■ WHAT YOU NEED TO DO ■
Where the line with "mod effects;" appears below, start writing out lines exactly, and finish with the line with "mod scheduler;", which is included; write out nothing else.

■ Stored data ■
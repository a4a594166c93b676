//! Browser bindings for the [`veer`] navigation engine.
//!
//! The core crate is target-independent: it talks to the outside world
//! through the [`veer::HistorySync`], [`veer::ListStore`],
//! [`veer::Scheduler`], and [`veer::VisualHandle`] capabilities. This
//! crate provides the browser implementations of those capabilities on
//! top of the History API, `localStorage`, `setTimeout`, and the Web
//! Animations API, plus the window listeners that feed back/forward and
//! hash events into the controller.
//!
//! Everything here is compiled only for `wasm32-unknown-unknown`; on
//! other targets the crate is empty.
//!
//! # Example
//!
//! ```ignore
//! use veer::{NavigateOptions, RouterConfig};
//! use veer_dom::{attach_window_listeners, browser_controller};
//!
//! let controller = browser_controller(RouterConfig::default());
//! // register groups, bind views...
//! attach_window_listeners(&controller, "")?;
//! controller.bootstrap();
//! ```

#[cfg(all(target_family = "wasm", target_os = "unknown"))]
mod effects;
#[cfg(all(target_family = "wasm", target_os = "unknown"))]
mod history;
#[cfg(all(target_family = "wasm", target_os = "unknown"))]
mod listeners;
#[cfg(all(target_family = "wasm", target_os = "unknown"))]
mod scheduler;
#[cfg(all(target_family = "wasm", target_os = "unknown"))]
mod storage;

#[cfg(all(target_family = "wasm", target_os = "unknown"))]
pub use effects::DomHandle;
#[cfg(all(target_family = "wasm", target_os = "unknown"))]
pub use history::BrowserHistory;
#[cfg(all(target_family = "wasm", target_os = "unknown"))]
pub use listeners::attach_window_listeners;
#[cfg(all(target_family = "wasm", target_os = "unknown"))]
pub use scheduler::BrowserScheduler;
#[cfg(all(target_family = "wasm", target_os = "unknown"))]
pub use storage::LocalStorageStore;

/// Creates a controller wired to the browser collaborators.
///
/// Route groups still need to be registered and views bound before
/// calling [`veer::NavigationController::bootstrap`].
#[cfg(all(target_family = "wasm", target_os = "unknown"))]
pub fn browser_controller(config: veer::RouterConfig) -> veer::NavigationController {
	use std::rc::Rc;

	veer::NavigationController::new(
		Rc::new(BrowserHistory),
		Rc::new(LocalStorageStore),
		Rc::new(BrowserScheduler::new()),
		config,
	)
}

--

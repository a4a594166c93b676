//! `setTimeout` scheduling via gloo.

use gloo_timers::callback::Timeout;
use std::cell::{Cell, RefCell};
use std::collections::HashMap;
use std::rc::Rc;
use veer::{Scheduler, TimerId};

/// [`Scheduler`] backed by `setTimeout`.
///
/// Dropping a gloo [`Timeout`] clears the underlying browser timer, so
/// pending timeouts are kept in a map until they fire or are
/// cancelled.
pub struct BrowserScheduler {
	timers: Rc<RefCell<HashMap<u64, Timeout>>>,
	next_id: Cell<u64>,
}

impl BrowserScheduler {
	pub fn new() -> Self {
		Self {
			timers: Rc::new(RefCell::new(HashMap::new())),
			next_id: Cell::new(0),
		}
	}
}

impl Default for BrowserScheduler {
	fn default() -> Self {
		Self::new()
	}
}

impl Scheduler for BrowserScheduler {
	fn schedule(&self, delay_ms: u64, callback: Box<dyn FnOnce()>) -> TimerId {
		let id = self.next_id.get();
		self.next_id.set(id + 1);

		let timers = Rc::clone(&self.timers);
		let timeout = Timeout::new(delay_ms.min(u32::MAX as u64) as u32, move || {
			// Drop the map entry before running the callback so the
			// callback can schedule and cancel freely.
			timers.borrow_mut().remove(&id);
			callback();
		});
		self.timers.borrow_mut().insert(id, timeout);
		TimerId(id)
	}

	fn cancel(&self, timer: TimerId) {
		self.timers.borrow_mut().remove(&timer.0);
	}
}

■ EXERCISE RESPONSE ■
mod effects;
#[cfg(all(target_family = "wasm", target_os = "unknown"))]
mod history;
#[cfg(all(target_family = "wasm", target_os = "unknown"))]
mod listeners;
#[cfg(all(target_family = "wasm", target_os = "unknown"))]
mod scheduler;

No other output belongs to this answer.